Probing the Microbe-Mineral Interface: Towards A Quantitative Treatment of Mineral-Surface Processes in the Context of Microbial Attachment

One of the major challenges of geomicrobiology is to resolve the precise manner by which microbial activity influences mineral-surface reactions. While a prerequisite for biological activity at a surface is substrate recognition and attachment, probing the nature of this biological-geological interface is inherently difficult. Accordingly, direct quantification of microbially-mediated dissolution rates are often complicated by an inability to discern relative contributions from direct microbe-mineral surface interactions (biofilm formation) and changes in the solution environment resulting from biological activity.

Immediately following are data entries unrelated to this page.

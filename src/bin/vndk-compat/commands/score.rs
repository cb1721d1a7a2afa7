//! `vndk-compat score` command

use anyhow::{anyhow, bail, Result};

use crate::cli::ScoreArgs;
use vndk_compat::ops::{score_plan, ScoreFormat, ScoreOptions};
use vndk_compat::util::Config;

pub fn execute(args: ScoreArgs, config: &Config) -> Result<()> {
    let format = args
        .format
        .parse::<ScoreFormat>()
        .map_err(|e| anyhow!("{}", e))?;

    let opts = ScoreOptions {
        plan: args.plan,
        // Threshold: CLI > config > default
        threshold: args.threshold.unwrap_or_else(|| config.threshold()),
        format,
        output: args.output.clone(),
    };

    let (compat_score, rendered) = score_plan(&opts)?;

    if args.output.is_none() {
        print!("{}", rendered);
    }

    if args.enforce && !compat_score.is_pass() {
        bail!(
            "compatibility score {} is below the threshold of {}",
            compat_score.score,
            compat_score.threshold
        );
    }

    Ok(())
}
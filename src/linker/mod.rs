//! Linker namespace configuration for bridged vendor libraries.
//!
//! When a plan needs shims, the vendor side gets an isolated namespace
//! `vndk_compat_v{N}` that can see the compat libraries for level `N` and
//! is linked both ways with `default`.

use serde::{Deserialize, Serialize};

use crate::core::plan::{CompatPlan, CompatStatus};
use crate::core::symbol::ApiLevel;

/// Name of the namespace every config is linked against.
pub const DEFAULT_NAMESPACE: &str = "default";

#[derive(Debug, Clone, Default, PartialEq, Eq, Serialize, Deserialize)]
pub struct LinkerConfig {
    #[serde(default)]
    pub namespaces: Vec<Namespace>,
}

/// A linker namespace. Namespaces are isolated and visible unless declared otherwise.
#[derive(Debug, Clone, PartialEq, Eq, Serialize, Deserialize)]
pub struct Namespace {
    pub name: String,

    #[serde(default = "default_true")]
    pub isolated: bool,

    #[serde(default = "default_true")]
    pub visible: bool,

    #[serde(default)]
    pub search_paths: Vec<String>,

    #[serde(default)]
    pub permitted_paths: Vec<String>,

    #[serde(default)]
    pub links: Vec<NamespaceLink>,
}

fn default_true() -> bool {
    true
}

impl Namespace {
    pub fn new(name: impl Into<String>) -> Self {
        Namespace {
            name: name.into(),
            isolated: true,
            visible: true,
            search_paths: Vec::new(),
            permitted_paths: Vec::new(),
            links: Vec::new(),
        }
    }

    /// Add a link to `target` exposing all of its shared libraries, unless
    /// a link to `target` already exists.
    pub fn link_to(&mut self, target: &str) {
        if !self.links.iter().any(|l| l.target == target) {
            self.links.push(NamespaceLink {
                target: target.to_string(),
                allow_all_shared_libs: true,
                shared_libs: Vec::new(),
            });
        }
    }

    fn normalize(&mut self) {
        self.search_paths.sort();
        self.search_paths.dedup();
        self.permitted_paths.sort();
        self.permitted_paths.dedup();
        for link in &mut self.links {
            link.shared_libs.sort();
            link.shared_libs.dedup();
        }
    }
}

#[derive(Debug, Clone, PartialEq, Eq, Serialize, Deserialize)]
pub struct NamespaceLink {
    pub target: String,

    #[serde(default)]
    pub allow_all_shared_libs: bool,

    #[serde(default)]
    pub shared_libs: Vec<String>,
}

impl LinkerConfig {
    pub fn namespace(&self, name: &str) -> Option<&Namespace> {
        self.namespaces.iter().find(|ns| ns.name == name)
    }

    fn namespace_mut(&mut self, name: &str) -> &mut Namespace {
        let index = match self.namespaces.iter().position(|ns| ns.name == name) {
            Some(index) => index,
            None => {
                self.namespaces.push(Namespace::new(name));
                self.namespaces.len() - 1
            }
        };
        &mut self.namespaces[index]
    }
}

/// `vndk_compat_v{level}`
pub fn compat_namespace_name(vendor_level: ApiLevel) -> String {
    format!("vndk_compat_v{}", vendor_level)
}

/// Directories holding the compat libraries for `vendor_level`.
pub fn compat_paths(vendor_level: ApiLevel) -> [String; 2] {
    [
        format!("/system/lib64/vndk-v{}", vendor_level),
        format!("/system/lib/vndk-v{}", vendor_level),
    ]
}

/// Whether any finding needs a shim at runtime.
pub fn needs_compat_namespace(plan: &CompatPlan) -> bool {
    plan.with_status(CompatStatus::RequiresShim).next().is_some()
}

/// Extend `base` with the compat namespace for `plan`'s vendor level.
///
/// Returns `None` when the plan has no `RequiresShim` finding and `force`
/// is not set.
pub fn linker_config(
    plan: &CompatPlan,
    base: Option<LinkerConfig>,
    force: bool,
) -> Option<LinkerConfig> {
    if !force && !needs_compat_namespace(plan) {
        tracing::debug!("No finding requires a shim, skipping linker namespace");
        return None;
    }

    let mut config = base.unwrap_or_default();
    let name = compat_namespace_name(plan.vendor_api_level());

    {
        let compat = config.namespace_mut(&name);
        compat.isolated = true;
        compat.visible = true;
        compat
            .permitted_paths
            .extend(compat_paths(plan.vendor_api_level()));
        compat.link_to(DEFAULT_NAMESPACE);
    }
    config.namespace_mut(DEFAULT_NAMESPACE).link_to(&name);

    for namespace in &mut config.namespaces {
        namespace.normalize();
    }

    tracing::info!("Linker namespace `{}` configured", name);

    Some(config)
}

A noninvasive imaging technique is needed that can both detect the microbe at the surface and quantify any resulting changes in mineral-surface topography, while maintaining both a high spatial resolution and a large field of view. Vertical scanning interferometry (VSI) meets these requirements and enables the measurement of both local dissolution (etch pits) and "global" dissolution rates (surface normal retreat). The novel application of VSI to the study of geomicrobiological problems yields capabilities that are complementary to scanning probe microscopy (SPM) methods in providing quantitative insight into microbial-mineral interactions as well as to the relationship between surface microtopography and biofilm formation. Recently, these coupled techniques have elucidated the mechanistic role of Shewanella oneidensis MR-1 in determining the dissolution rates of carbonate minerals. Our results show that Shewanella surface colonization can either block mineral dissolution through attachment to high-energy sites on the surface or enhance dissolution as a byproduct of irreversible attachment. The relative contribution from these processes to the overall dissolution rate varies with the background abiotic dissolution rate of the mineral. This and other studies by our group are beginning to demonstrate that VSI and SPM are well-suited to provide the critical measurements needed to build quantitative and predictive models of microbial surface recognition and their associated effect on mineral-surface processes.